--- Recorded information Enclosed Below ---

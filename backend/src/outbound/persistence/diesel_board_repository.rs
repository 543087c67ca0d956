//! PostgreSQL-backed `BoardRepository` implementation using Diesel.

use async_trait::async_trait;
use diesel::prelude::*;
use diesel_async::RunQueryDsl;

use crate::domain::ports::{BoardRepository, BoardRepositoryError};
use crate::domain::{Board, BoardId, OrganizationId, UserId};

use super::error_mapping::{map_diesel_error, map_pool_error};
use super::models::{BoardRow, BoardUpsert};
use super::pool::DbPool;
use super::schema::boards;

/// Diesel-backed implementation of the `BoardRepository` port.
#[derive(Clone)]
pub struct DieselBoardRepository {
    pool: DbPool,
}

impl DieselBoardRepository {
    /// Create a new repository with the given connection pool.
    pub fn new(pool: DbPool) -> Self {
        Self { pool }
    }
}

fn map_error(error: diesel::result::Error) -> BoardRepositoryError {
    map_diesel_error(
        error,
        BoardRepositoryError::query,
        BoardRepositoryError::connection,
    )
}

fn row_to_board(row: BoardRow) -> Board {
    Board::from_parts(
        BoardId::from_uuid(row.id),
        OrganizationId::from_uuid(row.organization_id),
        row.name,
        row.general,
        UserId::from_uuid(row.created_by),
        row.created_at,
        row.archived_at,
    )
}

fn board_to_upsert(board: &Board) -> BoardUpsert<'_> {
    BoardUpsert {
        id: *board.id().as_uuid(),
        organization_id: *board.organization_id().as_uuid(),
        name: board.name(),
        general: board.is_general(),
        created_by: *board.created_by().as_uuid(),
        created_at: board.created_at(),
        archived_at: board.archived_at(),
    }
}

#[async_trait]
impl BoardRepository for DieselBoardRepository {
    async fn save(&self, board: &Board) -> Result<(), BoardRepositoryError> {
        let mut conn = self
            .pool
            .get()
            .await
            .map_err(|e| map_pool_error(e, BoardRepositoryError::connection))?;

        let row = board_to_upsert(board);

        diesel::insert_into(boards::table)
            .values(&row)
            .on_conflict(boards::id)
            .do_update()
            .set(&row)
            .execute(&mut conn)
            .await
            .map(|_| ())
            .map_err(map_error)
    }

    async fn find_by_id(&self, id: &BoardId) -> Result<Option<Board>, BoardRepositoryError> {
        let mut conn = self
            .pool
            .get()
            .await
            .map_err(|e| map_pool_error(e, BoardRepositoryError::connection))?;

        let row: Option<BoardRow> = boards::table
            .filter(boards::id.eq(id.as_uuid()))
            .select(BoardRow::as_select())
            .first(&mut conn)
            .await
            .optional()
            .map_err(map_error)?;

        Ok(row.map(row_to_board))
    }

    async fn list_for_organization(
        &self,
        org_id: &OrganizationId,
    ) -> Result<Vec<Board>, BoardRepositoryError> {
        let mut conn = self
            .pool
            .get()
            .await
            .map_err(|e| map_pool_error(e, BoardRepositoryError::connection))?;

        let rows: Vec<BoardRow> = boards::table
            .filter(boards::organization_id.eq(org_id.as_uuid()))
            .order(boards::created_at.asc())
            .select(BoardRow::as_select())
            .load(&mut conn)
            .await
            .map_err(map_error)?;

        Ok(rows.into_iter().map(row_to_board).collect())
    }
}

--- End of Enclosed Recorded information ---

- _Requirement_:
When you answer, repeat all of the material exactly as given.

- _Answer area_:
filename backend/src/outbound/persistence/diesel_board_repository.rs
repository 543087c67ca0d956
//! PostgreSQL-backed `BoardRepository` implementation using Diesel.

use async_trait::async_trait;
use diesel::prelude::*;
use diesel_async::RunQueryDsl;

use crate::domain::ports::{BoardRepository, BoardRepositoryError};
use crate::domain::{Board, BoardId, OrganizationId, UserId};

use super::error_mapping::{map_diesel_error, map_pool_error};
use super::models::{BoardRow, BoardUpsert};
use super::pool::DbPool;
use super::schema::boards;

/// Diesel-backed implementation of the `BoardRepository` port.
#[derive(Clone)]
pub struct DieselBoardRepository {
    pool: DbPool,
}

impl DieselBoardRepository {
    /// Create a new repository with the given connection pool.
    pub fn new(pool: DbPool) -> Self {
        Self { pool }
    }
}

fn map_error(error: diesel::result::Error) -> BoardRepositoryError {
    map_diesel_error(
        error,
        BoardRepositoryError::query,
        BoardRepositoryError::connection,
    )
}

fn row_to_board(row: BoardRow) -> Board {
    Board::from_parts(
        BoardId::from_uuid(row.id),
        OrganizationId::from_uuid(row.organization_id),
        row.name,
        row.general,
        UserId::from_uuid(row.created_by),
        row.created_at,
        row.archived_at,
    )
}

fn board_to_upsert(board: &Board) -> BoardUpsert<'_> {
    BoardUpsert {
        id: *board.id().as_uuid(),
        organization_id: *board.organization_id().as_uuid(),
        name: board.name(),
        general: board.is_general(),
        created_by: *board.created_by().as_uuid(),
        created_at: board.created_at(),
        archived_at: board.archived_at(),
    }
}

#[async_trait]
impl BoardRepository for DieselBoardRepository {
    async fn save(&self, board: &Board) -> Result<(), BoardRepositoryError> {
        let mut conn = self
            .pool
            .get()
            .await
            .map_err(|e| map_pool_error(e, BoardRepositoryError::connection))?;

        let row = board_to_upsert(board);

        diesel::insert_into(boards::table)
            .values(&row)
            .on_conflict(boards::id)
            .do_update()
            .set(&row)
            .execute(&mut conn)
            .await
            .map(|_| ())
            .map_err(map_error)
    }

    async fn find_by_id(&self, id: &BoardId) -> Result<Option<Board>, BoardRepositoryError> {
        let mut conn = self
            .pool
            .get()
            .await
            .map_err(|e| map_pool_error(e, BoardRepositoryError::connection))?;

        let row: Option<BoardRow> = boards::table
            .filter(boards::id.eq(id.as_uuid()))
            .select(BoardRow::as_select())
            .first(&mut conn)
            .await
            .optional()
            .map_err(map_error)?;

        Ok(row.map(row_to_board))
    }

    async fn list_for_organization(
        &self,
        org_id: &OrganizationId,
    ) -> Result<Vec<Board>, BoardRepositoryError> {
        let mut conn = self
            .pool
            .get()
            .await
            .map_err(|e| map_pool_error(e, BoardRepositoryError::connection))?;

        let rows: Vec<BoardRow> = boards::table
            .filter(boards::organization_id.eq(org_id.as_uuid()))
            .order(boards::created_at.asc())
            .select(BoardRow::as_select())
            .load(&mut conn)
            .await
            .map_err(map_error)?;

        Ok(rows.into_iter().map(row_to_board).collect())
    }
}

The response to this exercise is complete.